While the method of assigning vehicles to customers based on priority values may be trivial, in some environments it is not necessarily so. This is particularly true in dynamic conditions, where orders may arrive over time or may not be serviced before some condition is met. Even when the priority function is defined, an additional procedure must be defined dictating how customers are serviced based on their priorities and possible system constraints.
In accordance to existing scheduling nomenclature, we name this component a metaalgorithm [
9,
10,
46], or alternatively a schedule generation scheme (SGS) [
47,
48], which is a term commonly used in production scheduling. A metaalgorithm encapsulates the priority function, but the same metaalgorithm may be used with different priority functions and vice versa. In this work, the metaalgorithm is defined manually; the priority function, on the other hand, is evolved automatically with genetic programming and represented using appropriate functions and variables. This way, using the same metaalgorithm, different scheduling heuristics best suited for various criteria can be devised.
We propose two metaalgorithms, which differ by the way they construct the entire schedule, and consequently by the conditions they can be used in. The first metaalgorithm is a serial one, which builds the schedule incrementally by constructing routes one vehicle at a time. This approach is most commonly used in existing VRPs and is depicted in Algorithm 1.
Algorithm 1 Serial VRP metaalgorithm 
 1:
while customers there are customers to serve do  2:
start new route;  3:
while unvisited valid customers do  4:
nextCustomer ← customer with the best value of the priority function;  5:
add nextCustomer to current route;  6:
end while  7:
end route by returning the vehicle to the depot;  8:
end while

We emphasise that the same metaalgorithm may be used for any VRP flavor; at the same time, the metaalgorithm does not depend on any concrete priority function, which means that many different priority functions can be used with the given metaalgorithm. As a consequence, the metaalgorithm can use priority functions which optimise different objectives. Note that the condition “valid customer” may have a very different meaning for different VRP variants. For instance, in CVRP this will only constrain the available choices to those customers whose demand does not exceed the remaining capacity of the current vehicle. For VRPTW, on the other hand, this will also constrain the choice to those customers which can be serviced in the defined time frame. The selection of the next valid customer to service is left entirely to the priority function. The definition of “best value” of the priority function is quite arbitrary, but in this case we use the lowest returned value as the best one (other options include the maximum value, minimum absolute value etc.). For instance, if the priority function equals simply the distance to the customer, then the same priority function will be evaluated for every possible customer, and the customer with the lowest priority value (the smallest distance) will be selected as the next customer for this vehicle.

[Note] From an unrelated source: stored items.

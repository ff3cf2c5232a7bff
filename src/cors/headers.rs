use axum::http::{header, HeaderMap, HeaderValue};

pub const ALLOW_METHODS: &str = "GET, POST, PUT, PATCH, DELETE, OPTIONS";
pub const ALLOW_HEADERS: &str = "Authorization, Content-Type, Accept, Origin, Referer, User-Agent";
/// Seconds a browser may cache a preflight result.
pub const MAX_AGE: &str = "86400";

/// Build the fixed CORS header set around `allow_origin`.
///
/// `allow_origin` is either the reflected request origin or `*`; the caller
/// makes that decision.
pub fn build_cors_headers(allow_origin: HeaderValue) -> HeaderMap {
    let mut headers = HeaderMap::with_capacity(6);
    headers.insert(header::ACCESS_CONTROL_ALLOW_ORIGIN, allow_origin);
    headers.insert(header::VARY, HeaderValue::from_static("Origin"));
    headers.insert(
        header::ACCESS_CONTROL_ALLOW_METHODS,
        HeaderValue::from_static(ALLOW_METHODS),
    );
    headers.insert(
        header::ACCESS_CONTROL_ALLOW_HEADERS,
        HeaderValue::from_static(ALLOW_HEADERS),
    );
    headers.insert(
        header::ACCESS_CONTROL_ALLOW_CREDENTIALS,
        HeaderValue::from_static("true"),
    );
    headers.insert(
        header::ACCESS_CONTROL_MAX_AGE,
        HeaderValue::from_static(MAX_AGE),
    );
    headers
}

/// Overlay `cors` onto `target`, replacing every value a name already had.
/// Headers not in `cors` are left alone.
pub fn apply_cors_headers(target: &mut HeaderMap, cors: &HeaderMap) {
    for (name, value) in cors {
        target.insert(name.clone(), value.clone());
    }
}
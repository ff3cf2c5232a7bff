use std::time::Duration;

use anyhow::Result;
use axum::{
    body::Body,
    extract::Request,
    http::{Method, Uri},
    response::Response,
};
use http_body_util::BodyExt;
use tracing::{debug, warn};
use url::Url;

use crate::config::ProxyConfig;
use crate::error::{ProxyError, Result as ProxyResult};
use super::headers::{outbound_request_headers, relayed_response_headers};

/// Relays requests to a backend origin over a shared HTTP client.
#[derive(Clone)]
pub struct Forwarder {
    http_client: reqwest::Client,
    request_timeout: Duration,
}

impl Forwarder {
    pub fn new(config: &ProxyConfig) -> Result<Self> {
        // Redirects go back to the caller untouched
        let http_client = reqwest::Client::builder()
            .redirect(reqwest::redirect::Policy::none())
            .connect_timeout(config.connect_timeout)
            .build()
            .map_err(|e| anyhow::anyhow!("Failed to create HTTP client: {}", e))?;

        Ok(Self {
            http_client,
            request_timeout: config.request_timeout,
        })
    }

    /// Send `request` to `backend_origin`, keeping its path and query.
    ///
    /// The upstream response is returned as received apart from connection
    /// framing headers, with its body streamed through. Any transport failure
    /// becomes [`ProxyError::Upstream`].
    pub async fn forward(&self, request: Request, backend_origin: &str) -> ProxyResult<Response> {
        let target_url = build_target_url(backend_origin, request.uri())?;
        let (parts, body) = request.into_parts();

        let mut request_builder = self
            .http_client
            .request(parts.method.clone(), target_url.as_str())
            .headers(outbound_request_headers(&parts.headers));

        if carries_body(&parts.method) {
            let body_bytes = body
                .collect()
                .await
                .map_err(|e| ProxyError::BadRequest(format!("Failed to read request body: {}", e)))?
                .to_bytes();
            request_builder = request_builder.body(body_bytes);
        }

        debug!("Forwarding {} to {}", parts.method, target_url);

        let upstream = match tokio::time::timeout(self.request_timeout, request_builder.send()).await {
            Ok(Ok(upstream)) => upstream,
            Ok(Err(e)) => {
                warn!("Upstream request to {} failed: {}", target_url, e);
                return Err(ProxyError::upstream(&e));
            }
            Err(_) => {
                warn!("Upstream request to {} timed out", target_url);
                return Err(ProxyError::Upstream(format!(
                    "no response from {} within {}s",
                    target_url,
                    self.request_timeout.as_secs_f64()
                )));
            }
        };

        let status = upstream.status();
        let headers = relayed_response_headers(upstream.headers());
        debug!("Upstream answered {} for {}", status, target_url);

        let mut response = Response::new(Body::from_stream(upstream.bytes_stream()));
        *response.status_mut() = status;
        *response.headers_mut() = headers;
        Ok(response)
    }
}

/// GET and HEAD never carry a body upstream.
pub fn carries_body(method: &Method) -> bool {
    !matches!(*method, Method::GET | Method::HEAD)
}

/// Scheme, host and port of `backend_origin`, without a trailing slash.
pub fn backend_base(backend_origin: &str) -> ProxyResult<String> {
    let url = Url::parse(backend_origin.trim())
        .map_err(|e| ProxyError::InvalidBackendOrigin(format!("{}: {}", backend_origin, e)))?;

    if !matches!(url.scheme(), "http" | "https") || url.host_str().is_none() {
        return Err(ProxyError::InvalidBackendOrigin(format!(
            "{}: expected an absolute http(s) URL",
            backend_origin
        )));
    }

    Ok(url.origin().ascii_serialization())
}

/// Target URL for the outbound request: the backend's scheme, host and port
/// followed by the inbound path and query exactly as received.
pub fn build_target_url(backend_origin: &str, uri: &Uri) -> ProxyResult<String> {
    let base = backend_base(backend_origin)?;
    let path_and_query = uri.path_and_query().map(|pq| pq.as_str()).unwrap_or("/");

    Ok(format!("{}{}", base, path_and_query))
}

Another metaalgorithm we propose is a parallel one that builds the schedule concurrently for every vehicle. This variant is defined as Algorithm 2. The parallel algorithm requires one important input, which is the current number of vehicles. If the given number of vehicles is insufficient to construct a valid schedule, then this value can be increased and the algorithm rerun. However, in our simulations this is not needed for the following reasons. While the serial metaalgorithm can be used in static conditions, where the schedule is constructed beforehand, it cannot be used during the actual execution of the system, for instance after an interruption has happened (such as a vehicle failure). In the case of dynamic conditions, we can use the parallel metaalgorithm to construct the remainder of the schedule, and in that case, the current number of vehicles is always known to the algorithm. The presented approach with the parallel metaalgorithm can also be used for stochastic VRP, where the actual parameter values are not known with certainty until the related event occurs. While we do not model a stochastic VRP in our experiments, the parallel algorithm can be readily applied in those conditions, since it builds the remainder of the schedule starting from any given moment in time with an arbitrary system state. Furthermore, for environments such as CVRP, the required minimum number of vehicles can always be determined beforehand based on given demand, vehicle capacity and other possible constraints.
Algorithm 2 Parallel VRP metaalgorithm 
Input: number of vehicles to use  1:
while there are customers to service and available vehicles do  2:
wait until at least one vehicle is available (advance time);  3:
if no valid customers then  4:
end route by returning the vehicle to the depot;  5:
end if  6:
nextCustomer ← customer with the best value of the priority function;  7:
add nextCustomer to current route;  8:
end while

The time complexity of priority scheduling depends on the metaalgorithm, but it is in most cases negligible compared to searchbased techniques, which allows using this method for online scheduling [
49] and in dynamic conditions. It should be noted that the priority function must be previously evolved. The evolution process itself may take several hours on average, but this can always be performed offline, before the actual scheduling occurs.
3.4. Genetic Programming
Genetic programming [
50] is an optimisation and machine learning method that uses simulation of evolution to automatically discover symbolic solutions (functions and programs) to the problem at hand. The main idea behind GP is that the solution to the problem may be represented as a (computer) program, in most applications in the form of a syntactic tree. The elements of the programs (tree nodes) must be predefined by the user and must be sufficient to describe the solution to the problem (e.g., mathematical and logical functions, variables, actions such as move forward, turn left etc.). In this case, we restrict the solutions to priority functions consisting of arithmetical and logic operators, as well as variables corresponding to the current VRP state. The algorithm randomly generates a set of trees (potential solutions) and evaluates each one on a predefined set of test cases. Test cases describe how well the candidate solution solves the given problem, e.g., how well does the function represented in the tree describe the data. In this paper, test cases will be represented by different VRP instances. Each potential solution thus receives its quality estimate  the fitness value  which is then used in the selection process.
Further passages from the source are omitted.